Call me crazy but for some reason I like to listen to Christmas music during the Christmas Season. Despite the Pressures of the retail industry, I do not believe the season starts on the fifth of July. Ok, so I didn’t actually see any Christmas sections in the stores until the end of August this year. Still, to me the Christmas Season starts with Thanksgiving and ends on Twelfth Night.
During that time, I like the festive music of Christmas Carols. I’m not a particular fan of the classics. I more prefer the renditions by modern pop and rock artists. I’m always a fan when an established band does a cover of someone else’s music, mostly to see how different they can make it while still being true to the original song. With Christmas music this should be easy.
However, when covering a Christmas carol, or writing a new Christmas song, it should not be a dirge. I heard a rendition of Jingle Bells that was so low and slow that the only person who could have pulled off that pace is Christopher Walken and it wasn’t Christopher Walken singing, so it pretty much just sucked.
I’m sure there are people out there who can appreciate a singer’s ability to maintain tonal quality in a slow, lingering song. These people are few and far between and not the majority of people tuning into Christmas radio. While I’d allow for an occasional slow Christmas song to sate the few and far between fan of such, it seems that almost half of the modern renditions of Christmas songs are slow, and I mean dirge slow. I’ve heard more cheerful music watching caskets get lowered into the ground.
A Christmas song should be festive. If I was the kind of person to sing along to music while I drive, I’d want to be able to smile while I sang along to Christmas music. I don’t sing, and you should all thank me for that. I really don’t want to hear classic Christmas songs sung like a 78-record played at 33. Dear modern musical artist, if the only way you can think of to make a classic carol “yours” is to slow it down to a snail’s pace, you’re not as creative as you think.
Way back when, Prince released a song titled ‘Another Lonely Christmas’ and that was not the happiest of songs. It’s a particularly sad song actually. This is the only sad song about Christmas I ever want to hear. It’s one thing to sing about a friend/lover who died on Christmas; it’s a completely different thing to sing about being heartbroken because the object of your affections isn’t noticing you on Christmas.
I don’t want to hear singers whine about being lonely on Christmas because they love someone who doesn’t love them back. That’s not a Christmas song. “Christmas (Baby Please Come Home)” has been covered by everyone and their kid sister. It’s been around long enough to be a classic, and I’ll tolerate anyone U2 or older singing it, but it’s really only okay because it’s got a good fast beat. Just because this song almost works doesn’t mean that every new singer/songwriter can also manage to pull off the broken heart Christmas Song.
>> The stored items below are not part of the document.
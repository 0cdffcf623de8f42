//! # virtualshield - web requests through a shield coprocessor
//!
//! A `no_std` driver for hosts that reach the internet through a companion
//! coprocessor (a "virtual shield", typically a phone or a Wi-Fi module
//! attached over a serial link). The host sends small JSON commands describing
//! a web Get or Post; the shield performs the request, optionally extracts
//! fields from the page, and sends back a single `|`-delimited string.
//!
//! ## Layers
//!
//! - **[`network`]**: byte-stream traits the link is built on
//! - **[`protocol`]**: command records, wire vocabulary and incoming events
//! - **[`shield`]**: the [`Transport`](shield::Transport) seam and its serial
//!   implementation [`Shield`](shield::Shield)
//! - **[`sensor`]**: sensor drivers, currently the [`Web`](sensor::Web) sensor
//!
//! ## Usage
//!
//! ```rust,no_run
//! use virtualshield::sensor::Web;
//! use virtualshield::shield::Shield;
//! # use virtualshield::network::Connection;
//! # struct MockConnection;
//! # impl Connection for MockConnection {}
//! # impl virtualshield::network::Read for MockConnection {
//! #     type Error = ();
//! #     fn read(&mut self, _buf: &mut [u8]) -> Result<usize, Self::Error> { Ok(0) }
//! # }
//! # impl virtualshield::network::Write for MockConnection {
//! #     type Error = ();
//! #     fn write(&mut self, buf: &[u8]) -> Result<usize, Self::Error> { Ok(buf.len()) }
//! #     fn flush(&mut self) -> Result<(), Self::Error> { Ok(()) }
//! # }
//! # impl virtualshield::network::Close for MockConnection {
//! #     type Error = ();
//! #     fn close(self) -> Result<(), Self::Error> { Ok(()) }
//! # }
//!
//! let connection = MockConnection;
//! let web = Web::new(Shield::new(connection));
//!
//! // Blocks until the shield answers.
//! // web.get("http://example.com/forecast", "//high|//low", 32)?;
//!
//! for _part in web.parts() {
//!     // "21", "12", ...
//! }
//! ```
//!
//! ## Optional Features
//!
//! - `std`: Enable standard library support (default: disabled)
//! - `defmt`: Log through `defmt` and implement `defmt::Format` for errors
//! - `log`: Log through the `log` facade

#![cfg_attr(not(feature = "std"), no_std)]
#![deny(missing_docs)]
#![warn(missing_debug_implementations)]

#[macro_use]
mod fmt;

/// Byte-stream abstraction for the link to the shield.
pub mod network;

/// Wire format of commands and events.
pub mod protocol;

/// Transport seam and the serial shield implementation.
pub mod shield;

/// Sensor drivers.
pub mod sensor;
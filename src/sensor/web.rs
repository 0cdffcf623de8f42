//! Web sensor: HTTP Get/Post performed by the shield on behalf of the host.
//!
//! The host never talks HTTP itself. It sends a small command naming the URL,
//! optional post data, a cap on the result size and optional parsing
//! instructions; the shield fetches the page, applies the instructions and
//! answers with one string whose fields are separated by `|`.
//!
//! ```rust,no_run
//! use virtualshield::sensor::Web;
//! use virtualshield::shield::Shield;
//! # use virtualshield::network::Connection;
//! # struct MockConnection;
//! # impl Connection for MockConnection {}
//! # impl virtualshield::network::Read for MockConnection {
//! #     type Error = ();
//! #     fn read(&mut self, _buf: &mut [u8]) -> Result<usize, Self::Error> { Ok(0) }
//! # }
//! # impl virtualshield::network::Write for MockConnection {
//! #     type Error = ();
//! #     fn write(&mut self, buf: &[u8]) -> Result<usize, Self::Error> { Ok(buf.len()) }
//! #     fn flush(&mut self) -> Result<(), Self::Error> { Ok(()) }
//! # }
//! # impl virtualshield::network::Close for MockConnection {
//! #     type Error = ();
//! #     fn close(self) -> Result<(), Self::Error> { Ok(()) }
//! # }
//!
//! let mut web = Web::new(Shield::new(MockConnection));
//! // web.get("http://example.com/weather", "//temp|//wind", 64)?;
//!
//! let mut buffer = [0u8; 64];
//! let mut parts: [&[u8]; 2] = [&[], &[]];
//! web.get_response(&mut buffer, 64, Some(&mut parts));
//! ```

use super::split::{bounded_copy, split_in_place};
use super::{EventHandler, Sensor};
use crate::network::error::Error;
use crate::protocol::{
    MessageId, PART_DELIMITER, SERVICE_WEB, ShieldEvent, TaggedEntry, get_entries, post_entries,
};
use crate::shield::Transport;
use heapless::String;
use serde_json_core::str::EscapedStringFragment;

/// Capacity of the stored response.
pub const MAX_RESPONSE_LEN: usize = 256;

/// Sensor type character of the web sensor.
pub const SENSOR_TYPE: char = 'W';

/// Single-slot storage for the latest response.
#[derive(Debug, Clone, Default)]
struct ResponseSlot {
    response: String<MAX_RESPONSE_LEN>,
    result_id: i32,
}

impl ResponseSlot {
    /// Records the unescaped result of `event`.
    fn capture(&mut self, event: &ShieldEvent<'_>) {
        self.response.clear();
        self.result_id = event.result_id;
        let Some(result) = event.result else {
            return;
        };

        for fragment in result.fragments() {
            let complete = match fragment {
                Ok(EscapedStringFragment::NotEscaped(text)) => self.push_truncated(text),
                Ok(EscapedStringFragment::Escaped(c)) => self.response.push(c).is_ok(),
                Err(_) => {
                    warn!("invalid escape in web response after {} bytes", self.response.len());
                    return;
                }
            };
            if !complete {
                warn!("web response truncated to {} bytes", self.response.len());
                return;
            }
        }
    }

    /// Appends as much of `text` as fits, cut on a char boundary.
    fn push_truncated(&mut self, text: &str) -> bool {
        let mut end = text.len().min(MAX_RESPONSE_LEN - self.response.len());
        while !text.is_char_boundary(end) {
            end -= 1;
        }
        // Cannot fail, `end` is within the remaining capacity.
        let _ = self.response.push_str(&text[..end]);
        end == text.len()
    }
}

/// Returns `true` for events addressed to the web sensor: tagged `WEB`, or
/// untagged answers to a command.
fn is_for_web(event: &ShieldEvent<'_>) -> bool {
    event.is_from(SERVICE_WEB) || (event.service.is_none() && event.id != 0)
}

/// Web sensor driver.
///
/// Holds exactly one response: every event addressed to the sensor replaces
/// the previous one, so [`Web::get_response`] must be called before the next
/// request if the old response is still needed.
#[derive(Debug)]
pub struct Web<T: Transport> {
    transport: T,
    sensor: Sensor,
    slot: ResponseSlot,
}

impl<T: Transport> Web<T> {
    /// Creates a web sensor on top of `transport`.
    pub fn new(transport: T) -> Self {
        Self {
            transport,
            sensor: Sensor::new(SENSOR_TYPE),
            slot: ResponseSlot::default(),
        }
    }

    /// Performs a web Get.
    ///
    /// `parsing_instructions` is left off the wire when empty; `max_length`
    /// caps the size of the result. Blocks until the shield answers unless an
    /// event handler is registered.
    pub fn get(
        &mut self,
        url: &str,
        parsing_instructions: &str,
        max_length: u32,
    ) -> Result<MessageId, Error> {
        let entries = get_entries(url, parsing_instructions, max_length);
        self.request(&entries)
    }

    /// Performs a web Post.
    ///
    /// Like [`Web::get`] with `data` as the request body. `data` is always
    /// sent, even when empty.
    pub fn post(
        &mut self,
        url: &str,
        data: &str,
        parsing_instructions: &str,
        max_length: u32,
    ) -> Result<MessageId, Error> {
        let entries = post_entries(url, data, parsing_instructions, max_length);
        self.request(&entries)
    }

    fn request(&mut self, entries: &[TaggedEntry<'_>]) -> Result<MessageId, Error> {
        let id = self.transport.write_all(SERVICE_WEB, entries)?;
        debug!("web request {} sent", id);
        if self.sensor.has_handler() {
            return Ok(id);
        }
        self.block(id)
    }

    /// Dispatches incoming events until the one answering `id` arrives.
    fn block(&mut self, id: MessageId) -> Result<MessageId, Error> {
        loop {
            let event = match self.transport.receive() {
                Ok(Some(event)) => event,
                Ok(None) => continue,
                Err(Error::ProtocolError) => continue,
                Err(e) => {
                    warn!("web request {} failed: {:?}", id, e);
                    return Err(e);
                }
            };

            if !is_for_web(&event) {
                trace!("ignoring event {} while waiting for {}", event.id, id);
                continue;
            }

            self.slot.capture(&event);
            self.sensor.on_json_received(&event);

            if event.id == id {
                return match event.error {
                    Some(code) => Err(Error::Remote(code)),
                    None => Ok(id),
                };
            }
        }
    }

    /// Delivers at most one pending event.
    ///
    /// Used in callback mode to drive the registered handler. Events are
    /// routed as in the blocking wait. Returns `true` if an event for this
    /// sensor was processed.
    pub fn poll(&mut self) -> Result<bool, Error> {
        let Some(event) = self.transport.receive()? else {
            return Ok(false);
        };
        if !is_for_web(&event) {
            trace!("ignoring event {}", event.id);
            return Ok(false);
        }
        self.slot.capture(&event);
        self.sensor.on_json_received(&event);
        Ok(true)
    }

    /// Records the result of `event` and runs the generic sensor processing.
    pub fn on_json_received(&mut self, event: &ShieldEvent<'_>) {
        self.slot.capture(event);
        self.sensor.on_json_received(event);
    }

    /// Copies the current response into `buffer` and optionally splits it.
    ///
    /// At most `length` bytes are copied (never more than `buffer.len()`);
    /// a longer response is truncated without a terminator. When `parts` is
    /// given and non-empty the copied text is split on `|` in place, see
    /// [`split_in_place`]. The number of parts found is not reported and
    /// unused slots of `parts` are left as they were.
    pub fn get_response<'b>(
        &self,
        buffer: &'b mut [u8],
        length: usize,
        parts: Option<&mut [&'b [u8]]>,
    ) {
        let length = length.min(buffer.len());
        bounded_copy(&mut buffer[..length], self.slot.response.as_bytes());
        if let Some(parts) = parts {
            split_in_place(buffer, length, parts);
        }
    }

    /// The current response, valid until the next event.
    pub fn response(&self) -> &str {
        &self.slot.response
    }

    /// Iterates over the `|`-separated parts of the current response.
    pub fn parts(&self) -> core::str::Split<'_, char> {
        self.slot.response.split(char::from(PART_DELIMITER))
    }

    /// Opaque id of the current result on the shield side.
    pub fn result_id(&self) -> i32 {
        self.slot.result_id
    }

    /// Registers or clears the callback; see the module docs of [`crate::sensor`].
    pub fn set_on_event(&mut self, handler: Option<EventHandler>) {
        self.sensor.set_on_event(handler);
    }

    /// Generic sensor state.
    pub fn sensor(&self) -> &Sensor {
        &self.sensor
    }

    /// Mutable generic sensor state.
    pub fn sensor_mut(&mut self) -> &mut Sensor {
        &mut self.sensor
    }

    /// The underlying transport.
    pub fn transport(&self) -> &T {
        &self.transport
    }

    /// Mutable reference to the underlying transport.
    pub fn transport_mut(&mut self) -> &mut T {
        &mut self.transport
    }
}
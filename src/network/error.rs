//! Common error types for shield communication

/// A common error type for shield operations.
///
/// Covers failures of the serial link, framing/parsing of shield messages and
/// errors reported back by the coprocessor. It is `Copy` and allocation free so
/// that it can travel through `no_std` code unchanged.
#[derive(Debug, PartialEq, Eq, Clone, Copy)]
pub enum Error {
    /// An error occurred during a write operation.
    WriteError,
    /// An error occurred during a read operation.
    ReadError,
    /// No complete message arrived within the configured read budget.
    Timeout,
    /// The connection was closed.
    ConnectionClosed,
    /// A received message could not be framed or parsed.
    ProtocolError,
    /// A message did not fit into its fixed-size buffer.
    BufferOverflow,
    /// The coprocessor answered with an error code.
    Remote(i32),
}

impl Error {
    /// Returns the negative message id this error maps to.
    ///
    /// Sketches written against the callback-style API treat any negative id
    /// as a failed request; remote codes are passed through when they are
    /// already negative.
    pub fn code(&self) -> i32 {
        match self {
            Error::WriteError => -1,
            Error::ReadError => -2,
            Error::Timeout => -3,
            Error::ConnectionClosed => -4,
            Error::ProtocolError => -5,
            Error::BufferOverflow => -6,
            Error::Remote(code) if *code < 0 => *code,
            Error::Remote(_) => -7,
        }
    }
}

#[cfg(feature = "defmt")]
impl defmt::Format for Error {
    fn format(&self, f: defmt::Formatter) {
        match self {
            Error::WriteError => defmt::write!(f, "WriteError"),
            Error::ReadError => defmt::write!(f, "ReadError"),
            Error::Timeout => defmt::write!(f, "Timeout"),
            Error::ConnectionClosed => defmt::write!(f, "ConnectionClosed"),
            Error::ProtocolError => defmt::write!(f, "ProtocolError"),
            Error::BufferOverflow => defmt::write!(f, "BufferOverflow"),
            Error::Remote(code) => defmt::write!(f, "Remote({})", code),
        }
    }
}
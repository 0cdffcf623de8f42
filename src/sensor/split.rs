//! In-place splitting of pipe-delimited responses.
//!
//! The shield answers web requests with a single string whose fields are
//! separated by `|`. [`split_in_place`] turns that string, once copied into a
//! caller buffer, into a list of parts without allocating: every delimiter it
//! consumes is overwritten with a NUL byte and each part is a slice of the
//! buffer.
//!
//! # Caller hazards
//!
//! - The number of parts found is not reported. When the response has fewer
//!   delimiters than the part list has slots, the trailing slots keep whatever
//!   the caller stored in them. Initialise the list with a sentinel (for
//!   example empty slices) if the count matters.
//! - The first byte of the buffer is never treated as a delimiter.
//! - Once the list is full, scanning stops and the last part runs up to the
//!   end of the copied text, unconsumed `|` bytes included.

use crate::protocol::PART_DELIMITER;

/// Copies `src` into `dst` the way a bounded C string copy does.
///
/// Copying stops at the end of `dst` or at a NUL byte in `src`, whichever
/// comes first, and the rest of `dst` is zero-filled. When `src` fills `dst`
/// completely no terminator is written.
pub fn bounded_copy(dst: &mut [u8], src: &[u8]) {
    let src_len = src.iter().position(|&b| b == 0).unwrap_or(src.len());
    let copied = src_len.min(dst.len());
    dst[..copied].copy_from_slice(&src[..copied]);
    dst[copied..].fill(0);
}

/// Splits the first `length` bytes of `buffer` on `|` into `parts`.
///
/// Part 0 always starts at the beginning of the buffer. Scanning starts at
/// index 1 and stops when `parts` is full, `length` is reached or a NUL byte
/// is met. Each delimiter consumed is replaced by a NUL and the next part
/// starts right after it. A part extends to the next NUL byte, or to `length`
/// when there is none.
///
/// Nothing happens when `parts` is empty or `length` is 0. See the module
/// documentation for the hazards of this interface.
pub fn split_in_place<'b>(buffer: &'b mut [u8], length: usize, parts: &mut [&'b [u8]]) {
    let length = length.min(buffer.len());
    if parts.is_empty() || length == 0 {
        return;
    }

    // `rest` always starts at the part being scanned.
    let mut rest = &mut buffer[..length];
    let mut found = 0;
    let mut index = 1;
    while found + 1 < parts.len() && index < rest.len() && rest[index] != 0 {
        if rest[index] != PART_DELIMITER {
            index += 1;
            continue;
        }
        rest[index] = 0;
        let (part, tail) = core::mem::take(&mut rest).split_at_mut(index + 1);
        parts[found] = until_nul(part);
        found += 1;
        rest = tail;
        index = 0;
    }
    parts[found] = until_nul(rest);
}

fn until_nul(bytes: &[u8]) -> &[u8] {
    let end = bytes.iter().position(|&b| b == 0).unwrap_or(bytes.len());
    &bytes[..end]
}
Way too many songs these days are from the point of view of the Stalker. I guess it’s always been that way, though. There have been boys and girls singing about unrequited love sing people started singing. Since the Police “Every Breath You Take”, and that idol kid had “Invisible”, stalker songs seem to be every other song by a male artist these days and half of them are whining more than singing. Other than reminding me I need to be sure to teach my kids how to treat the objects of their affection and to know when to stop fawning after someone, these songs do nothing for me. Combine said motif with Christmas and it only becomes the worst of both worlds.
Here’s my public service announcement: If your unrequited crush on someone is so intense you are driven to write a song about it, seek professional help. If your unrequited crush on someone is so intense you are driven to write a Christmas song about it, just step up to the nearest Mental Health Respite Care facility and sign up for a nice long stay.
And for those “artists” who feel the need to slow the music down, the only way I’m willingly listening to your music is by playing back at double speed and pretending I’m listening to a cheap copy of the Chipmunks Christmas Album. (A classic in and of itself, but I’m sure everyone knows that already. No one has ever made a better rendition of “All I want for Christmas (Is my Two Front Teeth)”)
Christmas music should always be celebratory and have a festive sound. Period. Anything with a slower tempo than Bing Crosby’s rendition of Irving Berlin’s “White Christmas” is utterly unacceptable. It’s particularly reprehensible to take an iconic festive song like Jingle Bells and slow it down to a droning moan. Remember, this is a season of joy. Don’t make me listen to music that will try it’s damndest to make me forget that.